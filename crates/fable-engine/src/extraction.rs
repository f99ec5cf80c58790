//! Parsers for structured generation output.
//!
//! Pass 1 of world building asks the model for a pipe-separated entity
//! roster; the structure phase asks for chapter outlines with scene lines.
//! Both parsers are deliberately tolerant — numbering, markdown headers,
//! and missing fields are absorbed rather than rejected, and the callers
//! fall back to coarser generation modes when nothing parses at all.

use regex::Regex;

use fable_types::{ChapterUnit, EntityBrief, EntityList, SceneUnit};

// ---------------------------------------------------------------------------
// Entity list (world building, pass 1)
// ---------------------------------------------------------------------------

/// Parse the extraction output into an [`EntityList`].
///
/// Expected shape, per section:
/// ```text
/// ===== MAIN CHARACTERS =====
/// 1. Mara Voss | Protagonist | A cartographer who maps dead cities
/// ```
/// Returns `None` when no section yields a single entity, signalling the
/// caller to use the batched fallback.
pub fn parse_entity_list(output: &str) -> Option<EntityList> {
    let mut list = EntityList {
        main_characters: parse_section(output, "MAIN CHARACTERS", false),
        supporting_characters: parse_section(output, "SUPPORTING CHARACTERS", false),
        locations: parse_section(output, "KEY LOCATIONS", false),
        items: parse_section(output, "SIGNIFICANT ITEMS", true),
    };

    // Items without an explicit owner default to Unknown.
    for item in &mut list.items {
        if item.owner.is_none() {
            item.owner = Some("Unknown".to_string());
        }
    }

    if list.is_empty() {
        None
    } else {
        Some(list)
    }
}

fn parse_section(output: &str, header: &str, has_owner: bool) -> Vec<EntityBrief> {
    let pattern = format!(r"(?is)=====\s*{header}\s*=====(.*?)(?:=====|\z)");
    let re = Regex::new(&pattern).expect("section regex");
    let numbering = Regex::new(r"^\d+[.)]\s*").expect("numbering regex");

    let Some(caps) = re.captures(output) else {
        return Vec::new();
    };

    let mut entries = Vec::new();
    for line in caps[1].lines() {
        let line = line.trim();
        if line.is_empty() || !line.contains('|') {
            continue;
        }
        let line = numbering.replace(line, "");
        let parts: Vec<&str> = line.split('|').map(str::trim).collect();
        if parts.len() < 2 || parts[0].is_empty() {
            continue;
        }

        let brief = if has_owner {
            // NAME | CATEGORY | OWNER | DESCRIPTION, owner optional.
            EntityBrief {
                name: parts[0].to_string(),
                role: parts[1].to_string(),
                owner: if parts.len() >= 4 {
                    Some(parts[2].to_string())
                } else {
                    None
                },
                brief: parts.last().map(|s| s.to_string()).filter(|_| parts.len() >= 3).unwrap_or_default(),
            }
        } else {
            // NAME | ROLE | DESCRIPTION, description optional.
            EntityBrief {
                name: parts[0].to_string(),
                role: parts[1].to_string(),
                brief: parts.get(2).map(|s| s.to_string()).unwrap_or_default(),
                owner: None,
            }
        };
        entries.push(brief);
    }
    entries
}

// ---------------------------------------------------------------------------
// Chapter outline (structure phase)
// ---------------------------------------------------------------------------

/// Parse a chapter outline into exactly `target_chapters` chapters.
///
/// Expected shape:
/// ```text
/// CHAPTER 1: The Drowned Archive
/// SCENE 1 | Mara finds the map | The archive floods | She escapes with it
/// ```
/// Chapters missing from the text (or with no parseable scene lines) get a
/// single placeholder scene so the writing phase always has work units.
pub fn parse_chapter_outline(output: &str, target_chapters: u32) -> Vec<ChapterUnit> {
    let header = Regex::new(r"(?im)^[#*\s]*CHAPTER\s+(\d+)\s*[:\-.]?\s*(.*)$").expect("header regex");
    let scene_line = Regex::new(r"(?i)^(?:SCENE\s+)?(\d+)\s*\|").expect("scene regex");

    // Slice the text into per-chapter blocks.
    let matches: Vec<_> = header.captures_iter(output).collect();
    let positions: Vec<usize> = header.find_iter(output).map(|m| m.start()).collect();

    let mut chapters: Vec<ChapterUnit> = (1..=target_chapters).map(ChapterUnit::new).collect();

    for (i, caps) in matches.iter().enumerate() {
        let Ok(number) = caps[1].parse::<u32>() else {
            continue;
        };
        if number == 0 || number > target_chapters {
            continue;
        }
        let chapter = &mut chapters[(number - 1) as usize];
        chapter.title = caps[2].trim().to_string();

        let block_start = positions[i];
        let block_end = positions.get(i + 1).copied().unwrap_or(output.len());
        let block = &output[block_start..block_end];

        for line in block.lines() {
            let line = line.trim();
            if !scene_line.is_match(line) {
                continue;
            }
            let parts: Vec<&str> = line.split('|').map(str::trim).collect();
            let number_in_chapter = chapter.scenes.len() as u32 + 1;
            let mut scene = SceneUnit::new(number, number_in_chapter);
            scene.goal = parts.get(1).unwrap_or(&"").to_string();
            scene.conflict = parts.get(2).unwrap_or(&"").to_string();
            scene.outcome = parts.get(3).unwrap_or(&"").to_string();
            scene.pov = parts.get(4).unwrap_or(&"").to_string();
            scene.location = parts.get(5).unwrap_or(&"").to_string();
            chapter.scenes.push(scene);
        }
    }

    for chapter in &mut chapters {
        if chapter.scenes.is_empty() {
            let mut scene = SceneUnit::new(chapter.number, 1);
            scene.goal = format!("Draft chapter {} following the outline", chapter.number);
            chapter.scenes.push(scene);
        }
    }

    chapters
}

#[cfg(test)]
mod tests {
    use super::*;

    const EXTRACTION_SAMPLE: &str = r#"
Here is the roster you asked for.

===== MAIN CHARACTERS =====
1. Mara Voss | Protagonist | A cartographer who maps dead cities
2. Brother Hallan | Antagonist | Keeper of the drowned archive

===== SUPPORTING CHARACTERS =====
1. Teo | Ally | Mara's boat-keeper brother
2. The Lamplighter | Mentor

===== KEY LOCATIONS =====
1. The Drowned Archive | Building | A library below the tide line
2. Saltmarket | City | Port town on stilts

===== SIGNIFICANT ITEMS =====
1. The Brass Compass | Artifact | Mara Voss | Points at what is lost
2. Tide Charts | Document | Folio of pre-flood maps
"#;

    #[test]
    fn parses_all_sections() {
        let list = parse_entity_list(EXTRACTION_SAMPLE).unwrap();
        assert_eq!(list.main_characters.len(), 2);
        assert_eq!(list.supporting_characters.len(), 2);
        assert_eq!(list.locations.len(), 2);
        assert_eq!(list.items.len(), 2);

        assert_eq!(list.main_characters[0].name, "Mara Voss");
        assert_eq!(list.main_characters[0].role, "Protagonist");
        assert_eq!(
            list.main_characters[0].brief,
            "A cartographer who maps dead cities"
        );
    }

    #[test]
    fn two_field_character_gets_empty_brief() {
        let list = parse_entity_list(EXTRACTION_SAMPLE).unwrap();
        assert_eq!(list.supporting_characters[1].name, "The Lamplighter");
        assert_eq!(list.supporting_characters[1].role, "Mentor");
        assert!(list.supporting_characters[1].brief.is_empty());
    }

    #[test]
    fn item_owner_parsed_or_defaulted() {
        let list = parse_entity_list(EXTRACTION_SAMPLE).unwrap();
        assert_eq!(list.items[0].owner.as_deref(), Some("Mara Voss"));
        assert_eq!(list.items[0].brief, "Points at what is lost");
        // Three-field item line: no owner column.
        assert_eq!(list.items[1].owner.as_deref(), Some("Unknown"));
        assert_eq!(list.items[1].brief, "Folio of pre-flood maps");
    }

    #[test]
    fn unparseable_output_returns_none() {
        assert!(parse_entity_list("The model rambled instead of listing.").is_none());
        assert!(parse_entity_list("").is_none());
    }

    #[test]
    fn section_headers_are_case_insensitive() {
        let output = "===== main characters =====\nIda | Protagonist | A thief\n";
        let list = parse_entity_list(output).unwrap();
        assert_eq!(list.main_characters.len(), 1);
        assert_eq!(list.main_characters[0].name, "Ida");
    }

    #[test]
    fn prose_lines_without_pipes_are_skipped() {
        let output = "===== MAIN CHARACTERS =====\nHere are the characters:\nIda | Protagonist | A thief\n";
        let list = parse_entity_list(output).unwrap();
        assert_eq!(list.main_characters.len(), 1);
    }

    const OUTLINE_SAMPLE: &str = r#"
# CHAPTER 1: The Drowned Archive
SCENE 1 | Mara finds the map | The archive floods | She escapes with it | Mara | The Drowned Archive
SCENE 2 | Hallan notices the theft | He alerts the wardens | Pursuit begins

CHAPTER 2 - Saltmarket
1 | Mara goes to ground | Teo refuses to hide her | She sleeps on the boat
"#;

    #[test]
    fn outline_parses_chapters_and_scenes() {
        let chapters = parse_chapter_outline(OUTLINE_SAMPLE, 2);
        assert_eq!(chapters.len(), 2);

        assert_eq!(chapters[0].number, 1);
        assert_eq!(chapters[0].title, "The Drowned Archive");
        assert_eq!(chapters[0].scenes.len(), 2);
        assert_eq!(chapters[0].scenes[0].goal, "Mara finds the map");
        assert_eq!(chapters[0].scenes[0].conflict, "The archive floods");
        assert_eq!(chapters[0].scenes[0].outcome, "She escapes with it");
        assert_eq!(chapters[0].scenes[0].pov, "Mara");
        assert_eq!(chapters[0].scenes[0].location, "The Drowned Archive");
        assert_eq!(chapters[0].scenes[0].id, "ch1_sc1");

        assert_eq!(chapters[1].title, "Saltmarket");
        assert_eq!(chapters[1].scenes.len(), 1);
        assert_eq!(chapters[1].scenes[0].goal, "Mara goes to ground");
    }

    #[test]
    fn missing_chapters_get_placeholder_scenes() {
        let chapters = parse_chapter_outline(OUTLINE_SAMPLE, 4);
        assert_eq!(chapters.len(), 4);
        assert_eq!(chapters[2].scenes.len(), 1);
        assert!(chapters[2].scenes[0].goal.contains("chapter 3"));
        assert_eq!(chapters[3].scenes[0].goal, "Draft chapter 4 following the outline");
    }

    #[test]
    fn garbage_outline_still_yields_target_chapters() {
        let chapters = parse_chapter_outline("no structure at all", 3);
        assert_eq!(chapters.len(), 3);
        for (i, ch) in chapters.iter().enumerate() {
            assert_eq!(ch.number, i as u32 + 1);
            assert_eq!(ch.scenes.len(), 1);
        }
    }

    #[test]
    fn out_of_range_chapter_numbers_are_ignored() {
        let output = "CHAPTER 9: Way beyond target\nSCENE 1 | g | c | o\n";
        let chapters = parse_chapter_outline(output, 2);
        assert_eq!(chapters.len(), 2);
        // Chapter 9 discarded; both targets fall back to placeholders.
        assert_eq!(chapters[0].scenes[0].goal, "Draft chapter 1 following the outline");
    }
}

════

EXERCISE DETAILS: Out of the data above, set down the lines from the one with "1. The Brass" to the one with "assert_eq!(list.main_characters.len(), 2);", both included, exactly as written and with no additions.

EXERCISE ANSWER:
1. The Brass Compass | Artifact | Mara Voss | Points at what is lost
2. Tide Charts | Document | Folio of pre-flood maps
"#;

    #[test]
    fn parses_all_sections() {
        let list = parse_entity_list(EXTRACTION_SAMPLE).unwrap();
        assert_eq!(list.main_characters.len(), 2);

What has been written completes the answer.